• Keine Ergebnisse gefunden

2 Methodical Background

2.7 Considerations for the Assessment of Classification Accuracy

Thematic maps resulting from the classification of remotely sensed data should be accompanied by information about their accuracy, so that the user can estimate their reliability and applicability for the purpose at hand. Quantitative accuracy measures are also necessary to compare the relative accuracies resulting from different data processing methods.

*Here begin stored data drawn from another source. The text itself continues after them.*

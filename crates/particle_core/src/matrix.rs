//! Type-pair matrices driving the force laws.
//!
//! Both matrices are allocated once at `max_types × max_types`; only the
//! top-left `type_count` square is consulted while the simulation runs, so the
//! live type count can change without reallocating.

use particle_data::{MatrixStrategy, RadiusStrategy, SampleDistribution};
use rand::Rng;
use serde::{Deserialize, Serialize};

use crate::config::MatrixConfig;
use crate::error::{Result, SimError};

/// Dense square matrix stored row-major.
#[derive(Debug, Clone, PartialEq, Serialize, Deserialize)]
pub struct TypeMatrix {
    size: usize,
    cells: Vec<f64>,
}

impl TypeMatrix {
    #[must_use]
    pub fn zeros(size: usize) -> Self {
        Self::filled(size, 0.0)
    }

    #[must_use]
    pub fn filled(size: usize, value: f64) -> Self {
        Self {
            size,
            cells: vec![value; size * size],
        }
    }

    #[must_use]
    pub fn size(&self) -> usize {
        self.size
    }

    /// Reads a cell. Callers guarantee `row, col < size`.
    #[inline]
    #[must_use]
    pub fn get(&self, row: usize, col: usize) -> f64 {
        self.cells[row * self.size + col]
    }

    /// Bounds-checked read.
    pub fn try_get(&self, row: usize, col: usize) -> Result<f64> {
        self.index(row, col).map(|idx| self.cells[idx])
    }

    pub fn set(&mut self, row: usize, col: usize, value: f64) -> Result<()> {
        let idx = self.index(row, col)?;
        self.cells[idx] = value;
        Ok(())
    }

    pub fn fill(&mut self, value: f64) {
        self.cells.fill(value);
    }

    /// Iterates over `(row, col, value)` for every allocated cell.
    pub fn iter(&self) -> impl Iterator<Item = (usize, usize, f64)> + '_ {
        self.cells
            .iter()
            .enumerate()
            .map(move |(idx, v)| (idx / self.size, idx % self.size, *v))
    }

    pub fn cells(&self) -> &[f64] {
        &self.cells
    }

    fn index(&self, row: usize, col: usize) -> Result<usize> {
        if row >= self.size || col >= self.size {
            return Err(SimError::IndexOutOfRange {
                row,
                col,
                size: self.size,
            });
        }
        Ok(row * self.size + col)
    }

    fn fill_with(&mut self, mut f: impl FnMut(usize, usize) -> f64) {
        let size = self.size;
        for (idx, cell) in self.cells.iter_mut().enumerate() {
            *cell = f(idx / size, idx % size);
        }
    }
}

/// The attraction and radius matrices, always published together.
#[derive(Debug, Clone, PartialEq, Serialize, Deserialize)]
pub struct InteractionMatrices {
    pub attraction: TypeMatrix,
    pub radius: TypeMatrix,
}

impl InteractionMatrices {
    #[must_use]
    pub fn zeros(max_types: usize) -> Self {
        Self {
            attraction: TypeMatrix::zeros(max_types),
            radius: TypeMatrix::zeros(max_types),
        }
    }

    /// Builds both matrices using the configured strategies.
    pub fn generate<R: Rng + ?Sized>(max_types: usize, config: &MatrixConfig, rng: &mut R) -> Self {
        let mut matrices = Self::zeros(max_types);
        matrices.generate_attraction(config.attraction, config, rng);
        matrices.generate_radius(config.radii, config, rng);
        matrices
    }

    #[must_use]
    pub fn max_types(&self) -> usize {
        self.attraction.size()
    }

    /// Refills the attraction matrix.
    ///
    /// `random` draws `2 * sample - 1` per cell; `cluster` writes
    /// `cluster_self` on the diagonal and `cluster_other` elsewhere.
    pub fn generate_attraction<R: Rng + ?Sized>(
        &mut self,
        strategy: MatrixStrategy,
        config: &MatrixConfig,
        rng: &mut R,
    ) {
        match strategy {
            MatrixStrategy::Random => self
                .attraction
                .fill_with(|_, _| signed_sample(config.distribution, rng)),
            MatrixStrategy::Cluster => self.attraction.fill_with(|row, col| {
                if row == col {
                    config.cluster_self
                } else {
                    config.cluster_other
                }
            }),
        }
    }

    /// Refills the radius matrix.
    pub fn generate_radius<R: Rng + ?Sized>(
        &mut self,
        strategy: RadiusStrategy,
        config: &MatrixConfig,
        rng: &mut R,
    ) {
        match strategy {
            RadiusStrategy::Random => self
                .radius
                .fill_with(|_, _| signed_sample(config.distribution, rng)),
            RadiusStrategy::Equal => self.radius.fill(config.min_radius),
        }
    }
}

/// `2 * sample - 1` with `sample` drawn from the given distribution.
///
/// Uniform samples land in `[-1, 1)`; normal samples are unbounded.
pub fn signed_sample<R: Rng + ?Sized>(distribution: SampleDistribution, rng: &mut R) -> f64 {
    let sample = match distribution {
        SampleDistribution::Uniform => rng.gen::<f64>(),
        SampleDistribution::Normal => standard_normal(rng),
    };
    2.0 * sample - 1.0
}

/// Standard normal sample via the Box-Muller transform.
pub fn standard_normal<R: Rng + ?Sized>(rng: &mut R) -> f64 {
    let u1 = rng.gen::<f64>().max(f64::EPSILON);
    let u2 = rng.gen::<f64>();
    (-2.0 * u1.ln()).sqrt() * (2.0 * std::f64::consts::PI * u2).cos()
}
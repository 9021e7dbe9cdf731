//! Core data structures for the particle life simulation.

pub mod particle;
pub mod selection;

Classification accuracy is assessed by measuring the agreement between the classified image and reference data which is assumed to be correct (Campbell 1996). Site specific reference data (‘truth’) may consist of another map, if there is already a high accuracy map with a compatible classification of the area, but usually the reference data consist of a number of sample points (or areas). The class of these testing points is identified on the ground, or through manual interpretation of high or very high resolution remotely sensed data. Neither method guaranties that the reference data are 100 % correct – even if the classes of the sample points are determined in the field, there may still be errors due to a time lag between the field work and the acquisition of the classified image, or due to a lack of positional accuracy. This means that the reference data usually represents only a ‘relative truth’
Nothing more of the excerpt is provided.